Выехали: Саша — на Гнедке, Дуня — в кабриолете. Дуня сама правит, а кучер, с кнутом за поясом, торопится сзади. Но едва заехали за пригорок — стоп. Дуняша уже — на Гнедке, а Саша — в кабриолете. Носятся по лугу, меняются местами, смеются.
Сергей все это видел и понял, что Саша осталась такой же простой и милой шалуньей, какой была ребенком. Он слышал, как Дуня, метнув на него мимоходом острый взгляд, шепнула барышне, как ровне:
"Жоли гарсон!"[128]
И он решил просить Дуню устроить ему встречу с Сашей.
Саша пришла в беседку в условленный час. Цвела сирень, и грозди ее прорывались через разломанную решетку. Кругом все было голубое, и лицо Саши в лунных лучах казалось бледным и неясным. Одни только цыганские глаза словно горели.

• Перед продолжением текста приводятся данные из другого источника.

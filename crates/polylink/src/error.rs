use std::path::PathBuf;

use polylink_resolver::ResolveError;
use polylink_store::StoreError;
use thiserror::Error;

#[derive(Debug, Error)]
pub enum PolymorphError {
    #[error(transparent)]
    Resolve(#[from] ResolveError),

    #[error(r#"no value found at path "{path}""#)]
    PathNotFound { path: String },

    #[error("failed to decode {context}")]
    DecodingFailed {
        context: String,
        #[source]
        source: serde_json::Error,
    },

    #[error("failed to encode value")]
    EncodingFailed(#[source] serde_json::Error),

    #[error("no value has been ingested")]
    EmptyValue,
}

pub type PolymorphResult<T> = Result<T, PolymorphError>;

#[derive(Debug, Error)]
pub enum ConfigError {
    #[error("failed to read config {path}")]
    Read {
        path: PathBuf,
        #[source]
        source: std::io::Error,
    },

    #[error("invalid config")]
    Parse(#[from] toml::de::Error),

    #[error("failed to open content store")]
    Store(#[from] StoreError),
}
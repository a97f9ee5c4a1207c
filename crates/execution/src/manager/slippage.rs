//! Slippage measures. Each one is a non-negative fraction compared against
//! the caller's limit.

use amm_domain::error::PoolError;
use amm_domain::math::Dec;
use amm_domain::token::{Coin, Coins};
use primitive_types::U256;

/// Fails with `SlippageExceeded` when `slippage > limit`.
pub(super) fn check_limit(slippage: Dec, limit: Dec) -> Result<(), PoolError> {
    if slippage > limit {
        return Err(PoolError::SlippageExceeded(format!(
            "slippage {slippage} > limit {limit}"
        )));
    }
    Ok(())
}

/// `1 - numerator / denominator`, zero when the ratio is at least one.
pub(super) fn price_slippage(numerator: U256, denominator: U256) -> Result<Dec, PoolError> {
    let price_change = Dec::ratio(numerator, denominator).ok_or_else(|| {
        PoolError::InvalidCoins("expected amount must be positive".into())
    })?;
    Ok(Dec::ONE.checked_sub(price_change).unwrap_or(Dec::ZERO))
}

/// `expected / calculated - 1`, zero when `expected <= calculated`.
pub(super) fn shortfall_slippage(expected: U256, calculated: U256) -> Result<Dec, PoolError> {
    let ratio = Dec::ratio(expected, calculated).ok_or_else(|| {
        PoolError::InsufficientLiquidity("shares must be increased".into())
    })?;
    Ok(ratio.checked_sub(Dec::ONE).unwrap_or(Dec::ZERO))
}

/// Relative deviation between the requested deposit ratio `a / b` and the
/// ratio actually deposited, in either direction.
pub(super) fn deposit_slippage(
    desired_a: &Coin,
    desired_b: &Coin,
    deposited: &Coins,
) -> Result<Dec, PoolError> {
    let out_of_range = || PoolError::SlippageExceeded("deposit ratio out of range".into());

    let desired = Dec::ratio(desired_a.amount, desired_b.amount).ok_or_else(out_of_range)?;
    let actual = Dec::ratio(
        deposited.amount_of(&desired_a.denom),
        deposited.amount_of(&desired_b.denom),
    )
    .ok_or_else(out_of_range)?;

    let up = actual.checked_quo(desired).ok_or_else(out_of_range)?;
    let down = desired.checked_quo(actual).ok_or_else(out_of_range)?;
    up.max(down).checked_sub(Dec::ONE).ok_or_else(out_of_range)
}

— Вот и я! — вошла она, запыхавшись от бега и обмахиваясь веткой белой сирени. — Дуняша сказала, что ты хочешь меня видеть, Сережа. И я рада повидать тебя одного. — Она засмеялась. — Я ведь все, все помню — прежнее, детское… Только теперь мне уж не так интересны пляшущие паяцы и китайцы. А жаль! Ты их так замечательно вырезал из бумаги. Теперь не то! Ты говори мне скорее. — Она насупила брови и стала почти серьезной. — Я занята сегодня. У маменьки опять вертижи и спирает дыхание. Она приказала Дуняше поставить банки, а мне — спать в ее комнате. Ох, Сережа, и надоели же эти вертижи, если бы ты знал!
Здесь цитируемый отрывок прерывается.